◆ THE RECORDS ◆
== == ==

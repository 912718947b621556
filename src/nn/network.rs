//! Forward and Backward Propagation
//!
//! The two-layer network `softmax(relu(X·W1 + b1)·W2 + b2)` and the
//! hand-derived gradients of its cross-entropy loss.

use ndarray::{Array2, Axis};

use super::activation::{relu, relu_derivative, softmax};
use super::loss::cross_entropy;
use super::optimizer::Optimizer;
use super::params::{Gradients, Parameters};
use crate::data::Batch;
use crate::error::{Error, Result};

/// Intermediate values of one forward pass, kept for backpropagation
#[derive(Debug, Clone)]
pub struct ForwardCache {
    /// Hidden pre-activation: X·W1 + b1
    pub z1: Array2<f64>,
    /// Hidden activation: relu(Z1)
    pub a1: Array2<f64>,
    /// Output logits: A1·W2 + b2
    pub z2: Array2<f64>,
    /// Class probabilities: softmax(Z2)
    pub a2: Array2<f64>,
}

impl ForwardCache {
    pub fn probabilities(&self) -> &Array2<f64> {
        &self.a2
    }
}

/// Result of one full training step
#[derive(Debug, Clone)]
pub struct StepOutput {
    /// Loss of the parameters before the update
    pub loss: f64,
    /// Forward pass of the parameters before the update
    pub cache: ForwardCache,
    /// Euclidean norm of the applied gradient
    pub grad_norm: f64,
}

/// Forward pass over a whole batch of inputs
pub fn forward(features: &Array2<f64>, params: &Parameters) -> Result<ForwardCache> {
    if features.ncols() != params.w1.nrows() {
        return Err(Error::shape_mismatch(
            "forward input",
            format!("{} columns", params.w1.nrows()),
            format!("{} columns", features.ncols()),
        ));
    }

    let z1 = features.dot(&params.w1) + &params.b1;
    let a1 = relu(&z1);
    let z2 = a1.dot(&params.w2) + &params.b2;
    let a2 = softmax(&z2);

    Ok(ForwardCache { z1, a1, z2, a2 })
}

/// Gradients of the mean cross-entropy with respect to every parameter.
///
/// Softmax and cross-entropy are differentiated together, which collapses
/// the output error to `A2 - Y`.
pub fn backward(batch: &Batch, params: &Parameters, cache: &ForwardCache) -> Result<Gradients> {
    let targets = batch.targets();
    if cache.a2.dim() != targets.dim() {
        return Err(Error::shape_mismatch(
            "backward targets",
            format!("{:?}", cache.a2.dim()),
            format!("{:?}", targets.dim()),
        ));
    }

    let m = batch.len() as f64;

    let dz2 = &cache.a2 - targets;
    let dw2 = cache.a1.t().dot(&dz2) / m;
    let db2 = dz2.sum_axis(Axis(0)) / m;

    let da1 = dz2.dot(&params.w2.t());
    let dz1 = da1 * relu_derivative(&cache.z1);
    let dw1 = batch.features().t().dot(&dz1) / m;
    let db1 = dz1.sum_axis(Axis(0)) / m;

    Ok(Gradients {
        w1: dw1,
        b1: db1,
        w2: dw2,
        b2: db2,
    })
}

/// Mean cross-entropy of `params` on `batch`
pub fn compute_loss(batch: &Batch, params: &Parameters) -> Result<f64> {
    let cache = forward(batch.features(), params)?;
    cross_entropy(&cache.a2, batch.targets())
}

/// Forward, loss, backward and update in sequence.
///
/// A non-finite loss, or an update that would leave a non-finite parameter,
/// is reported as [`Error::NumericInstability`] and the parameters are left
/// as they were.
pub fn train_step(
    params: &mut Parameters,
    batch: &Batch,
    optimizer: &mut dyn Optimizer,
) -> Result<StepOutput> {
    batch.check_shape(&params.shape())?;

    let cache = forward(batch.features(), params)?;
    let loss = cross_entropy(&cache.a2, batch.targets())?;
    if !loss.is_finite() {
        return Err(Error::NumericInstability { epoch: 0, loss });
    }

    let grads = backward(batch, params, &cache)?;
    let mut updated = params.clone();
    optimizer.update(&mut updated, &grads)?;
    if !updated.is_finite() {
        return Err(Error::NumericInstability { epoch: 0, loss });
    }
    *params = updated;

    Ok(StepOutput {
        loss,
        cache,
        grad_norm: grads.global_norm(),
    })
}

== == ==

◆ TASK GOAL ◆
Search the listing above for the string "self". Copy every line that contains it.

◆ COMPLETED TASK ◆
    pub fn probabilities(&self) -> &Array2<f64> {
        &self.a2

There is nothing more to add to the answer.